Task: All of the records must be restated exactly, with every line complete.

┄┄┄┄┄┄┄┄┄┄┄┄┄┄┄┄┄┄┄┄

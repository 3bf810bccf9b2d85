//! DOM Tree (arena-based allocation)

use crate::{DomError, ElementData, InternedString, Node, NodeId, StringInterner};

/// Arena-based DOM tree
#[derive(Debug)]
pub struct DomTree {
    nodes: Vec<Node>,
    interner: StringInterner,
}

impl DomTree {
    /// Create a tree holding only the document node
    pub fn new() -> Self {
        Self {
            nodes: vec![Node::document()],
            interner: StringInterner::new(),
        }
    }

    /// The document node
    #[inline]
    pub fn root(&self) -> NodeId {
        NodeId::ROOT
    }

    /// Get a node by ID
    pub fn get(&self, id: NodeId) -> Option<&Node> {
        self.nodes.get(id.index())
    }

    /// Get a mutable node by ID
    pub fn get_mut(&mut self, id: NodeId) -> Option<&mut Node> {
        self.nodes.get_mut(id.index())
    }

    /// Number of nodes in the tree
    pub fn len(&self) -> usize {
        self.nodes.len()
    }

    /// Always false: the document node exists from construction
    pub fn is_empty(&self) -> bool {
        self.nodes.is_empty()
    }

    /// Resolve an interned string
    pub fn resolve(&self, s: InternedString) -> &str {
        self.interner.get(s)
    }

    pub fn interner(&self) -> &StringInterner {
        &self.interner
    }

    /// Create a detached element
    pub fn create_element(&mut self, tag: &str) -> NodeId {
        let tag = self.interner.intern(&tag.to_ascii_lowercase());
        self.push(Node::element(tag))
    }

    /// Create a detached text node
    pub fn create_text(&mut self, content: &str) -> NodeId {
        self.push(Node::text(content.to_string()))
    }

    fn push(&mut self, node: Node) -> NodeId {
        let id = NodeId(self.nodes.len() as u32);
        self.nodes.push(node);
        id
    }

    /// Append `child` as the last child of `parent`
    pub fn append_child(&mut self, parent: NodeId, child: NodeId) -> Result<(), DomError> {
        if self.get(parent).is_none() {
            return Err(DomError::InvalidNode(parent));
        }
        if self.get(child).is_none() || child == NodeId::ROOT || child == parent {
            return Err(DomError::InvalidNode(child));
        }
        self.detach(child);

        let prev_last = self.nodes[parent.index()].last_child;
        {
            let node = &mut self.nodes[child.index()];
            node.parent = parent;
            node.prev_sibling = prev_last;
            node.next_sibling = NodeId::NONE;
        }
        if prev_last.is_valid() {
            self.nodes[prev_last.index()].next_sibling = child;
        } else {
            self.nodes[parent.index()].first_child = child;
        }
        self.nodes[parent.index()].last_child = child;
        Ok(())
    }

    /// Unlink a node from its parent and siblings
    fn detach(&mut self, id: NodeId) {
        let (parent, prev, next) = {
            let node = &self.nodes[id.index()];
            (node.parent, node.prev_sibling, node.next_sibling)
        };
        if !parent.is_valid() {
            return;
        }
        if prev.is_valid() {
            self.nodes[prev.index()].next_sibling = next;
        } else {
            self.nodes[parent.index()].first_child = next;
        }
        if next.is_valid() {
            self.nodes[next.index()].prev_sibling = prev;
        } else {
            self.nodes[parent.index()].last_child = prev;
        }
        let node = &mut self.nodes[id.index()];
        node.parent = NodeId::NONE;
        node.prev_sibling = NodeId::NONE;
        node.next_sibling = NodeId::NONE;
    }

    /// Iterate direct children of a node
    pub fn children(&self, parent: NodeId) -> Children<'_> {
        let next = self
            .get(parent)
            .map(|n| n.first_child)
            .unwrap_or(NodeId::NONE);
        Children { tree: self, next }
    }

    /// Borrow an element as a read-only view
    pub fn element(&self, id: NodeId) -> Result<ElementRef<'_>, DomError> {
        let node = self.get(id).ok_or(DomError::InvalidNode(id))?;
        let data = node.as_element().ok_or(DomError::NotAnElement(id))?;
        Ok(ElementRef { node: id, data, tree: self })
    }

    /// Borrow element data mutably
    pub fn element_mut(&mut self, id: NodeId) -> Result<&mut ElementData, DomError> {
        let node = self.get_mut(id).ok_or(DomError::InvalidNode(id))?;
        node.as_element_mut().ok_or(DomError::NotAnElement(id))
    }

    /// Set an attribute on an element
    pub fn set_attribute(&mut self, id: NodeId, name: &str, value: &str) -> Result<(), DomError> {
        self.element_mut(id)?.set_attr(name, value);
        Ok(())
    }

    /// Depth-first search for an element under `start` with the given `id`
    pub fn find_by_id(&self, start: NodeId, target: &str) -> Option<NodeId> {
        for (node_id, node) in self.children(start) {
            if node.as_element().and_then(ElementData::id) == Some(target) {
                return Some(node_id);
            }
            if let Some(found) = self.find_by_id(node_id, target) {
                return Some(found);
            }
        }
        None
    }
}

impl Default for DomTree {
    fn default() -> Self {
        Self::new()
    }
}

/// Iterator over a node's children
pub struct Children<'a> {
    tree: &'a DomTree,
    next: NodeId,
}

impl<'a> Iterator for Children<'a> {
    type Item = (NodeId, &'a Node);

    fn next(&mut self) -> Option<Self::Item> {
        if !self.next.is_valid() {
            return None;
        }
        let id = self.next;
        let node = self.tree.get(id)?;
        self.next = node.next_sibling;
        Some((id, node))
    }
}

/// Read-only view of an element, handed to selector callbacks
#[derive(Debug, Clone, Copy)]
pub struct ElementRef<'a> {
    node: NodeId,
    data: &'a ElementData,
    tree: &'a DomTree,
}

impl<'a> ElementRef<'a> {
    pub fn node_id(&self) -> NodeId {
        self.node
    }

    /// The `id` attribute (empty string when absent)
    pub fn id(&self) -> &'a str {
        self.data.id().unwrap_or("")
    }

    pub fn attr(&self, name: &str) -> Option<&'a str> {
        self.data.attr(name)
    }

    pub fn tag_name(&self) -> &'a str {
        self.tree.resolve(self.data.tag)
    }

    pub fn parent(&self) -> Option<NodeId> {
        self.tree
            .get(self.node)
            .map(|n| n.parent)
            .filter(|p| p.is_valid())
    }
}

┄┄┄┄┄┄┄┄┄┄┄┄┄┄┄┄┄┄┄┄

Answer space:
repository 3bf810bccf9b2d85
//! DOM Tree (arena-based allocation)

use crate::{DomError, ElementData, InternedString, Node, NodeId, StringInterner};

/// Arena-based DOM tree
#[derive(Debug)]
pub struct DomTree {
    nodes: Vec<Node>,
    interner: StringInterner,
}

impl DomTree {
    /// Create a tree holding only the document node
    pub fn new() -> Self {
        Self {
            nodes: vec![Node::document()],
            interner: StringInterner::new(),
        }
    }

    /// The document node
    #[inline]
    pub fn root(&self) -> NodeId {
        NodeId::ROOT
    }

    /// Get a node by ID
    pub fn get(&self, id: NodeId) -> Option<&Node> {
        self.nodes.get(id.index())
    }

    /// Get a mutable node by ID
    pub fn get_mut(&mut self, id: NodeId) -> Option<&mut Node> {
        self.nodes.get_mut(id.index())
    }

    /// Number of nodes in the tree
    pub fn len(&self) -> usize {
        self.nodes.len()
    }

    /// Always false: the document node exists from construction
    pub fn is_empty(&self) -> bool {
        self.nodes.is_empty()
    }

    /// Resolve an interned string
    pub fn resolve(&self, s: InternedString) -> &str {
        self.interner.get(s)
    }

    pub fn interner(&self) -> &StringInterner {
        &self.interner
    }

    /// Create a detached element
    pub fn create_element(&mut self, tag: &str) -> NodeId {
        let tag = self.interner.intern(&tag.to_ascii_lowercase());
        self.push(Node::element(tag))
    }

    /// Create a detached text node
    pub fn create_text(&mut self, content: &str) -> NodeId {
        self.push(Node::text(content.to_string()))
    }

    fn push(&mut self, node: Node) -> NodeId {
        let id = NodeId(self.nodes.len() as u32);
        self.nodes.push(node);
        id
    }

    /// Append `child` as the last child of `parent`
    pub fn append_child(&mut self, parent: NodeId, child: NodeId) -> Result<(), DomError> {
        if self.get(parent).is_none() {
            return Err(DomError::InvalidNode(parent));
        }
        if self.get(child).is_none() || child == NodeId::ROOT || child == parent {
            return Err(DomError::InvalidNode(child));
        }
        self.detach(child);

        let prev_last = self.nodes[parent.index()].last_child;
        {
            let node = &mut self.nodes[child.index()];
            node.parent = parent;
            node.prev_sibling = prev_last;
            node.next_sibling = NodeId::NONE;
        }
        if prev_last.is_valid() {
            self.nodes[prev_last.index()].next_sibling = child;
        } else {
            self.nodes[parent.index()].first_child = child;
        }
        self.nodes[parent.index()].last_child = child;
        Ok(())
    }

    /// Unlink a node from its parent and siblings
    fn detach(&mut self, id: NodeId) {
        let (parent, prev, next) = {
            let node = &self.nodes[id.index()];
            (node.parent, node.prev_sibling, node.next_sibling)
        };
        if !parent.is_valid() {
            return;
        }
        if prev.is_valid() {
            self.nodes[prev.index()].next_sibling = next;
        } else {
            self.nodes[parent.index()].first_child = next;
        }
        if next.is_valid() {
            self.nodes[next.index()].prev_sibling = prev;
        } else {
            self.nodes[parent.index()].last_child = prev;
        }
        let node = &mut self.nodes[id.index()];
        node.parent = NodeId::NONE;
        node.prev_sibling = NodeId::NONE;
        node.next_sibling = NodeId::NONE;
    }

    /// Iterate direct children of a node
    pub fn children(&self, parent: NodeId) -> Children<'_> {
        let next = self
            .get(parent)
            .map(|n| n.first_child)
            .unwrap_or(NodeId::NONE);
        Children { tree: self, next }
    }

    /// Borrow an element as a read-only view
    pub fn element(&self, id: NodeId) -> Result<ElementRef<'_>, DomError> {
        let node = self.get(id).ok_or(DomError::InvalidNode(id))?;
        let data = node.as_element().ok_or(DomError::NotAnElement(id))?;
        Ok(ElementRef { node: id, data, tree: self })
    }

    /// Borrow element data mutably
    pub fn element_mut(&mut self, id: NodeId) -> Result<&mut ElementData, DomError> {
        let node = self.get_mut(id).ok_or(DomError::InvalidNode(id))?;
        node.as_element_mut().ok_or(DomError::NotAnElement(id))
    }

    /// Set an attribute on an element
    pub fn set_attribute(&mut self, id: NodeId, name: &str, value: &str) -> Result<(), DomError> {
        self.element_mut(id)?.set_attr(name, value);
        Ok(())
    }

    /// Depth-first search for an element under `start` with the given `id`
    pub fn find_by_id(&self, start: NodeId, target: &str) -> Option<NodeId> {
        for (node_id, node) in self.children(start) {
            if node.as_element().and_then(ElementData::id) == Some(target) {
                return Some(node_id);
            }
            if let Some(found) = self.find_by_id(node_id, target) {
                return Some(found);
            }
        }
        None
    }
}

impl Default for DomTree {
    fn default() -> Self {
        Self::new()
    }
}

/// Iterator over a node's children
pub struct Children<'a> {
    tree: &'a DomTree,
    next: NodeId,
}

impl<'a> Iterator for Children<'a> {
    type Item = (NodeId, &'a Node);

    fn next(&mut self) -> Option<Self::Item> {
        if !self.next.is_valid() {
            return None;
        }
        let id = self.next;
        let node = self.tree.get(id)?;
        self.next = node.next_sibling;
        Some((id, node))
    }
}

/// Read-only view of an element, handed to selector callbacks
#[derive(Debug, Clone, Copy)]
pub struct ElementRef<'a> {
    node: NodeId,
    data: &'a ElementData,
    tree: &'a DomTree,
}

impl<'a> ElementRef<'a> {
    pub fn node_id(&self) -> NodeId {
        self.node
    }

    /// The `id` attribute (empty string when absent)
    pub fn id(&self) -> &'a str {
        self.data.id().unwrap_or("")
    }

    pub fn attr(&self, name: &str) -> Option<&'a str> {
        self.data.attr(name)
    }

    pub fn tag_name(&self) -> &'a str {
        self.tree.resolve(self.data.tag)
    }

    pub fn parent(&self) -> Option<NodeId> {
        self.tree
            .get(self.node)
            .map(|n| n.parent)
            .filter(|p| p.is_valid())
    }
}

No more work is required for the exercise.